White Champions of the Civil Rights Movement

The Civil Rights Movement in the United States was led by several well-known and respected black heroes.  However, until reading an article recently, I did not give much thought to white leaders who also fought for equality for all.

American Presidents and other politicians of the time were front-and-center, but can you name any other white heroes of the Civil Rights Movement?  Not groups, individuals.  In this post, I would like to share what I learned about three mostly unknown Caucasion civil rights leaders.

Virginia Foster Durr moved with her husband, an attorney, to Alabama in 1951.  She met and agreed with various local civil rights activists.  Durr, along with a group of other people, an integrated church meeting was arranged.  Threats and Ku Klux Klan publications afterwards frightened the participants, and they stopped their meetings.

Virginia Durr was an exception.  She remained in the public eye during the 1950’s throughout the Deep South.  She considered it her duty to continue supporting civil rights.  It was Virginia Durr, her husband and E.D. Nixon who bailed out Rosa Parks after being arrested for refusing to give up her seat on a bus to a white person. Virginia Foster Durr and her husband then offered sleeping space in their home to Northern students arriving to support the civil right movement.  She was involved with state and local politics into her nineties.

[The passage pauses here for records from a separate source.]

//! Mailer service
//!
//! Transactional email over async SMTP. Callers treat delivery as
//! best-effort: dispatch runs in a spawned task and failures are logged,
//! never returned to the requester.

use lettre::{
    AsyncSmtpTransport, AsyncTransport, Message, Tokio1Executor,
    message::header::ContentType,
    transport::smtp::{Error as SmtpError, authentication::Credentials},
};
use thiserror::Error;

use crate::core::config::MailConfig;

/// Errors that can occur when sending email
#[derive(Debug, Error)]
pub enum MailError {
    /// SMTP transport error
    #[error("SMTP error: {0}")]
    Smtp(#[from] SmtpError),

    /// Failed to build the message
    #[error("Failed to build message: {0}")]
    MessageBuild(#[from] lettre::error::Error),

    /// Invalid address
    #[error("Invalid email address: {0}")]
    InvalidAddress(String),
}

/// Transactional email sender
#[derive(Clone)]
pub struct MailerService {
    mailer: AsyncSmtpTransport<Tokio1Executor>,
    from_address: String,
}

impl std::fmt::Debug for MailerService {
    fn fmt(&self, f: &mut std::fmt::Formatter<'_>) -> std::fmt::Result {
        f.debug_struct("MailerService")
            .field("from_address", &self.from_address)
            .finish_non_exhaustive()
    }
}

impl MailerService {
    pub fn new(config: &MailConfig) -> Result<Self, SmtpError> {
        let credentials = Credentials::new(
            config.smtp_username.clone(),
            config.smtp_password.clone(),
        );

        let mailer = AsyncSmtpTransport::<Tokio1Executor>::starttls_relay(&config.smtp_host)?
            .port(config.smtp_port)
            .credentials(credentials)
            .build();

        Ok(Self {
            mailer,
            from_address: config.from_address.clone(),
        })
    }

    /// Order confirmation, sent after the order write commits.
    pub async fn send_order_confirmation(
        &self,
        to: &str,
        name: &str,
        order_number: &str,
        amount: f64,
    ) -> Result<(), MailError> {
        let body = format!(
            "Hi {name},\n\n\
             Thank you for shopping with Don Maris Accessories!\n\
             Your order {order_number} (₦{amount:.2}) has been received and is being processed.\n\n\
             Don Maris Accessories"
        );
        self.send_plain(to, &format!("Order {order_number} confirmed"), &body)
            .await
    }

    /// Email-address verification link for a new signup.
    pub async fn send_verification_email(&self, to: &str, token: &str) -> Result<(), MailError> {
        let body = format!(
            "Welcome to Don Maris Accessories!\n\n\
             Use this token to verify your email address (valid for 24 hours):\n\n\
             {token}\n"
        );
        self.send_plain(to, "Verify your email address", &body).await
    }

    /// Password reset token.
    pub async fn send_password_reset(&self, to: &str, token: &str) -> Result<(), MailError> {
        let body = format!(
            "A password reset was requested for your account.\n\n\
             Use this token to set a new password (valid for 1 hour):\n\n\
             {token}\n\n\
             If you did not request this, you can ignore this message."
        );
        self.send_plain(to, "Reset your password", &body).await
    }

    async fn send_plain(&self, to: &str, subject: &str, body: &str) -> Result<(), MailError> {
        let email = Message::builder()
            .from(
                self.from_address
                    .parse()
                    .map_err(|_| MailError::InvalidAddress(self.from_address.clone()))?,
            )
            .to(to
                .parse()
                .map_err(|_| MailError::InvalidAddress(to.to_string()))?)
            .subject(subject)
            .header(ContentType::TEXT_PLAIN)
            .body(body.to_string())?;

        self.mailer.send(email).await?;

        tracing::info!(to = %to, subject = %subject, "Email sent successfully");
        Ok(())
    }
}
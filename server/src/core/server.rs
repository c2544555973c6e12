//! Server Implementation
//!
//! Router assembly, HTTP server startup, graceful shutdown.

use axum::{Router, middleware};
use tower_http::{cors::CorsLayer, trace::TraceLayer};

use crate::api;
use crate::auth::require_auth;
use crate::core::{AppState, Config};

/// HTTP Server
pub struct Server {
    config: Config,
    state: Option<AppState>,
}

impl Server {
    pub fn new(config: Config) -> Self {
        Self {
            config,
            state: None,
        }
    }

    /// Create server with existing state (for tests and tooling)
    pub fn with_state(config: Config, state: AppState) -> Self {
        Self {
            config,
            state: Some(state),
        }
    }

    pub async fn run(&self) -> anyhow::Result<()> {
        let state = match &self.state {
            Some(s) => s.clone(),
            None => AppState::initialize(&self.config).await?,
        };

        let app = build_router(state);

        let addr = std::net::SocketAddr::from(([0, 0, 0, 0], self.config.http_port));
        tracing::info!("Don Maris server listening on {}", addr);

        let listener = tokio::net::TcpListener::bind(addr).await?;
        axum::serve(listener, app)
            .with_graceful_shutdown(async {
                let _ = tokio::signal::ctrl_c().await;
                tracing::info!("Shutting down...");
            })
            .await?;

        Ok(())
    }
}

/// Assemble the full application router.
///
/// Authentication wraps every route; role checks live with the routes
/// they protect.
pub fn build_router(state: AppState) -> Router {
    Router::new()
        .merge(api::health::router())
        .merge(api::auth::router())
        .merge(api::users::router(&state))
        .merge(api::products::router())
        .merge(api::brands::router())
        .merge(api::orders::router())
        .merge(api::admin_logs::router(&state))
        .merge(api::checkout::router())
        .merge(api::whatsapp::router())
        .layer(middleware::from_fn_with_state(state.clone(), require_auth))
        .layer(TraceLayer::new_for_http())
        .layer(CorsLayer::permissive())
        .with_state(state)
}
//! WhatsApp Handlers

use axum::{Json, extract::State};
use mongodb::bson::oid::ObjectId;
use serde::{Deserialize, Serialize};
use validator::Validate;

use crate::core::AppState;
use crate::db::repository::ProductRepository;
use crate::utils::validation::validate_payload;
use crate::utils::{AppError, AppResponse, ok};

#[derive(Debug, Deserialize, Validate)]
pub struct SendPriceRequest {
    /// Destination number in international format
    #[validate(length(min = 7, max = 20, message = "must be a phone number"))]
    pub to: String,
    pub product_id: String,
}

#[derive(Debug, Serialize)]
pub struct SendPriceResponse {
    pub message_id: String,
}

/// Send a product price quote over WhatsApp.
pub async fn send_price(
    State(state): State<AppState>,
    Json(req): Json<SendPriceRequest>,
) -> Result<Json<AppResponse<SendPriceResponse>>, AppError> {
    validate_payload(&req)?;

    let product_id = ObjectId::parse_str(&req.product_id)
        .map_err(|_| AppError::Validation(format!("Invalid product id: {}", req.product_id)))?;
    let product = ProductRepository::new(state.database())
        .find_by_id(product_id)
        .await?
        .ok_or_else(|| AppError::NotFound(format!("Product {} not found", req.product_id)))?;

    let message_id = state
        .whatsapp
        .send_price_quote(&req.to, &product.name, product.price)
        .await?;

    tracing::info!(to = %req.to, product = %product.name, "Price quote sent");

    Ok(ok(SendPriceResponse { message_id }))
}
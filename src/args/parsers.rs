use loadkit::error::ConfigError;

pub(crate) fn parse_bool_env(s: &str) -> Result<bool, ConfigError> {
    match s.trim().to_ascii_lowercase().as_str() {
        "1" | "true" | "yes" | "y" | "on" => Ok(true),
        "0" | "false" | "no" | "n" | "off" => Ok(false),
        _ => Err(ConfigError::InvalidBoolean {
            value: s.to_owned(),
        }),
    }
}

pub(crate) fn parse_millis_arg(s: &str) -> Result<f64, String> {
    let value: f64 = s
        .trim()
        .parse()
        .map_err(|err| format!("Invalid milliseconds '{}': {}", s, err))?;
    if value.is_finite() {
        Ok(value)
    } else {
        Err(format!("Milliseconds must be finite, got '{}'", s))
    }
}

Joel Elias Spingarn was born in New York City and was an influential liberal Republican and university professor between 1899 and 1911.  As a community leader, he was able to settle a disagreement between W.E.B. DuBois and Booker T. Washington’s followers.  Being Jewish, he was part of a minority group himself. It was Spingarn who founded the National Association for the Advancement of Colored People after recognizing the need for a unified black movement.  

During World War I, while in the army, Spingard set up a camp to train black officers.  In 1913 Spingarn established the Spingarn Medal which is still awarded yearly to an African-American who demonstrated great achievement.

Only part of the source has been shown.